Mitochondrial syndrome in a child

Mitochondrial diseases, and in particularmitochondrial syndrome, which can be manifested by lesions of the central nervous system, heart and skeletal muscle pathologies, today are one of the most important sections of neuropediatrics.

Mitochondria - what is it?

As many remember from the school course of biology,mitochondria is one of the cellular organelles, whose main function is the formation of the ATP molecule in the process of cellular respiration. In addition, it oxidizes fatty acids, passes a cycle of tricarboxylic acids and many other processes. Studies conducted at the end of the 20th century have made it possible to reveal the key importance of mitochondria in such processes as sensitivity to drugs, aging of cells, apoptosis (programmed cell death). Accordingly, the violation of their functions leads to a lack of energy exchange, and as a result, damage and death of the cell. Especially brightly these disorders are manifested in the cells of the nervous system and skeletal musculature.

Mitochondriology

Genetic studies have made it possible to determine,that mitochondria have their own genome, different from the genome of the cell nucleus, and the disturbances in its functioning are most often associated with the mutations occurring there. All this made it possible to identify the scientific direction that studies diseases associated with impaired functions of mitochondria, mitochondrial cytopathy. They can be either sporadic or congenital, inherited by the mother.

Symptomatology

Mitochondrial syndrome can manifest itself indifferent human systems, but the most pronounced manifestations are neurological symptoms. This is due to the fact that nervous tissue is most strongly affected by hypoxia. Characteristic features that allow suspecting mitochondrial syndrome in the lesion of skeletal muscles are hypotension, inability to adequately tolerate physical exertion, various myopathies, ophthalmoparesis (paralysis of the oculomotor muscles), ptosis. On the part of the nervous system, there may be insult-like manifestations, seizures, pyramidal disorders, mental disorders. As a rule, a mitochondrial syndrome in a child is always manifested by a delay in the development or loss of already acquired skills, by disturbances in psychomotorics. The endocrine system does not exclude the development of diabetes, dysfunction of the thyroid and pancreas, stunting, puberty. Lesions of the heart can develop as against the background of pathologies of other organs, and in isolation. Mitochondrial syndrome in this case is represented by cardiomyopathy.

Diagnostics

Mitochondrial diseases most oftenare found in the period of newborns or in the first years of a child's life. According to foreign studies, this pathology is diagnosed in one newborn out of 5 thousand. For diagnostics, a complex clinical, genetic, instrumental, biochemical and molecular examination is performed. To date, there are a number of methods to determine this pathology.

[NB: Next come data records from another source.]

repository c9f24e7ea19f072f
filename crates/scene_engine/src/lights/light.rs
//! Light sources

use super::shadow_map::ShadowMap;
use crate::foundation::math::Vec3;

/// Light types
#[derive(Debug, Clone, Copy, PartialEq, Eq)]
pub enum LightKind {
    /// Directional light (like sunlight)
    Directional,
    /// Point light (like a lightbulb)
    Point,
}

/// Light source
///
/// Carries enough pose to derive a light-space view for shadowing, and
/// optionally owns the shadow map rendered from its point of view. The
/// shadow map's GPU resources must be torn down through
/// [`ShadowMap::delete_data`] before the light is discarded.
pub struct Light {
    /// Light type
    pub kind: LightKind,
    /// Light position (for point lights)
    pub position: Vec3,
    /// Direction the light shines in
    pub direction: Vec3,
    /// Shadow map rendered from this light, if it casts shadows
    pub shadow_map: Option<ShadowMap>,
}

impl Light {
    /// Create a directional light
    pub fn directional(direction: Vec3) -> Self {
        Self {
            kind: LightKind::Directional,
            position: Vec3::zeros(),
            direction: direction.normalize(),
            shadow_map: None,
        }
    }

    /// Create a point light shining toward the origin
    pub fn point(position: Vec3) -> Self {
        Self {
            kind: LightKind::Point,
            position,
            direction: (-position).normalize(),
            shadow_map: None,
        }
    }

    /// Attach a shadow map, making this a shadow-casting light
    pub fn attach_shadow_map(&mut self, shadow_map: ShadowMap) {
        self.shadow_map = Some(shadow_map);
    }
}
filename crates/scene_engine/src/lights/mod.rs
//! Lights and the depth-only shadow-map pipeline

mod light;
mod projection;
mod shadow_map;

pub use light::{Light, LightKind};
pub use projection::{simple_shadowmap_projection, ShadowmapFit};
pub use shadow_map::{
    ShadowMap, ShadowMapError, ShadowMapPool, ShadowMapSlot, MAX_SHADOW_MAPS, SHADOW_MAP_SIZE,
};
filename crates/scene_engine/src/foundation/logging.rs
//! Logging utilities and structured logging support

pub use log::{debug, error, info, trace, warn};

/// Initialize the logging system
pub fn init() {
    env_logger::init();
}
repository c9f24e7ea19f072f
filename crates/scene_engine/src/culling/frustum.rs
//! Frustum plane extraction and sphere culling tests

use crate::foundation::math::{Mat4, Vec3, Vec4};

/// Plane defined by a normal and a distance offset; a point `p` is on the
/// positive (inside) side when `normal . p + distance >= 0`
#[derive(Debug, Clone, Copy)]
pub struct Plane {
    /// Plane normal (unit length for non-degenerate input)
    pub normal: Vec3,
    /// Distance offset along the normal
    pub distance: f32,
}

impl Plane {
    fn from_coefficients(coefficients: Vec4) -> Self {
        let normal = coefficients.xyz();
        let length = normal.norm();
        // A degenerate matrix can produce a zero-length plane; leave it
        // unnormalized and let the culler degenerate with it.
        if length > f32::EPSILON {
            Self {
                normal: normal / length,
                distance: coefficients.w / length,
            }
        } else {
            Self {
                normal,
                distance: coefficients.w,
            }
        }
    }

    /// Signed distance from the plane to a point
    pub fn distance_to_point(&self, point: Vec3) -> f32 {
        self.normal.dot(&point) + self.distance
    }
}

/// Per-frame frustum culler built from a combined view-projection matrix.
///
/// The test is conservative: a sphere straddling a plane counts as inside,
/// so there are no false negatives. Malformed matrices are not validated
/// and simply yield a degenerate culler.
#[derive(Debug, Clone)]
pub struct FrustumCuller {
    /// Six planes: left, right, bottom, top, near, far
    planes: [Plane; 6],
}

impl FrustumCuller {
    /// Extract the six frustum planes from a combined view-projection
    /// matrix using the Gribb-Hartmann method.
    ///
    /// Column-vector convention: for a matrix that takes world-space points
    /// to clip space (`projection * view`), plane `i` is `row3 +/- rowi`.
    pub fn new(view_projection: &Mat4) -> Self {
        let row = |i: usize| {
            Vec4::new(
                view_projection[(i, 0)],
                view_projection[(i, 1)],
                view_projection[(i, 2)],
                view_projection[(i, 3)],
            )
        };
        let r0 = row(0);
        let r1 = row(1);
        let r2 = row(2);
        let r3 = row(3);

        Self {
            planes: [
                Plane::from_coefficients(r3 + r0), // left
                Plane::from_coefficients(r3 - r0), // right
                Plane::from_coefficients(r3 + r1), // bottom
                Plane::from_coefficients(r3 - r1), // top
                Plane::from_coefficients(r3 + r2), // near
                Plane::from_coefficients(r3 - r2), // far
            ],
        }
    }

    /// Test a world-space bounding sphere against the frustum.
    ///
    /// Returns false only when the sphere's center lies more than `radius`
    /// behind at least one plane.
    pub fn is_sphere_inside_frustum(&self, center: Vec3, radius: f32) -> bool {
        self.planes
            .iter()
            .all(|plane| plane.distance_to_point(center) >= -radius)
    }
}

#[cfg(test)]
mod tests {
    use super::*;
    use crate::geometry::util::degrees_to_radians;

    fn perspective_culler() -> FrustumCuller {
        // Camera at the origin looking down -Z, 90 degree vertical FOV
        let projection = Mat4::new_perspective(1.0, degrees_to_radians(90.0), 0.1, 100.0);
        FrustumCuller::new(&projection)
    }

    #[test]
    fn test_sphere_in_front_of_camera_is_inside() {
        let fc = perspective_culler();
        assert!(fc.is_sphere_inside_frustum(Vec3::new(0.0, 0.0, -10.0), 1.0));
    }

    #[test]
    fn test_sphere_behind_camera_is_outside() {
        let fc = perspective_culler();
        assert!(!fc.is_sphere_inside_frustum(Vec3::new(0.0, 0.0, 10.0), 1.0));
    }

    #[test]
    fn test_sphere_far_to_the_side_is_outside() {
        let fc = perspective_culler();
        // At z = -10 with a 90 degree FOV the frustum is ~10 units wide
        assert!(!fc.is_sphere_inside_frustum(Vec3::new(100.0, 0.0, -10.0), 1.0));
    }

    #[test]
    fn test_sphere_beyond_far_plane_is_outside() {
        let fc = perspective_culler();
        assert!(!fc.is_sphere_inside_frustum(Vec3::new(0.0, 0.0, -150.0), 1.0));
    }

    #[test]
    fn test_sphere_straddling_a_plane_counts_as_inside() {
        let fc = perspective_culler();
        // Center just past the far plane, but the radius reaches back inside
        assert!(fc.is_sphere_inside_frustum(Vec3::new(0.0, 0.0, -101.0), 5.0));
    }

    #[test]
    fn test_view_matrix_offsets_the_frustum() {
        // Camera translated to +Z 10, still looking down -Z
        let projection = Mat4::new_perspective(1.0, degrees_to_radians(90.0), 0.1, 100.0);
        let view = Mat4::new_translation(&Vec3::new(0.0, 0.0, -10.0));
        let fc = FrustumCuller::new(&(projection * view));
        assert!(fc.is_sphere_inside_frustum(Vec3::new(0.0, 0.0, -5.0), 1.0));
        assert!(!fc.is_sphere_inside_frustum(Vec3::new(0.0, 0.0, 15.0), 1.0));
    }
}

Mitochondrial syndrome in a child - prognosis

Electromyography - with normal results against a background of pronounced muscular weakness in the patient allows you to suspect mitochondrial pathologies.
Lactic acidosis very often accompaniesmitochondrial diseases. Of course, only his presence is not enough to make a diagnosis, but measuring the level of lactic acid in the blood after exercise can be very informative.
Skeletal muscle biopsy and histochemical examination of the obtained biopsy is the most informative.
Good results show simultaneous application of light and electron microscopy of skeletal muscles.

Mitochondrial encephalopathy (Leia's syndrome)

One of the most frequent diseases of the childage associated with genetic changes in mitochondria is Leia's syndrome, first described in 1951. The first signs appear at the age of one to three years, but earlier manifestations are possible - in the first month of life or, on the contrary, after seven years. The first manifestations are a delay in development, weight loss, loss of appetite, repeated vomiting. Over time, neurological symptoms - muscle tone disorder (hypotension, dystonia, hypertonus), convulsions, coordination disorder are added.

The disease affects the organs of vision: develops atrophy of the optic nerves, degeneration of the retina, oculomotor disorders. In most children, the disease gradually progresses, the signs of pyramidal disorders increase, there are disorders of swallowing, respiratory function.

One of the children suffering from this pathology was Pugachev Efim, whose mitochondrial syndrome was diagnosed in 2014. His mother, Elena, asks for help from all not indifferent people.

Mitochondrial syndrome in a child

Forecast, unfortunately, today more ofteneverything is disappointing. This is due to both late diagnosis of the disease, the lack of detailed information on pathogenesis, the severity of patients associated with multisystem lesions, and the lack of a single criterion for evaluating the effectiveness of therapy.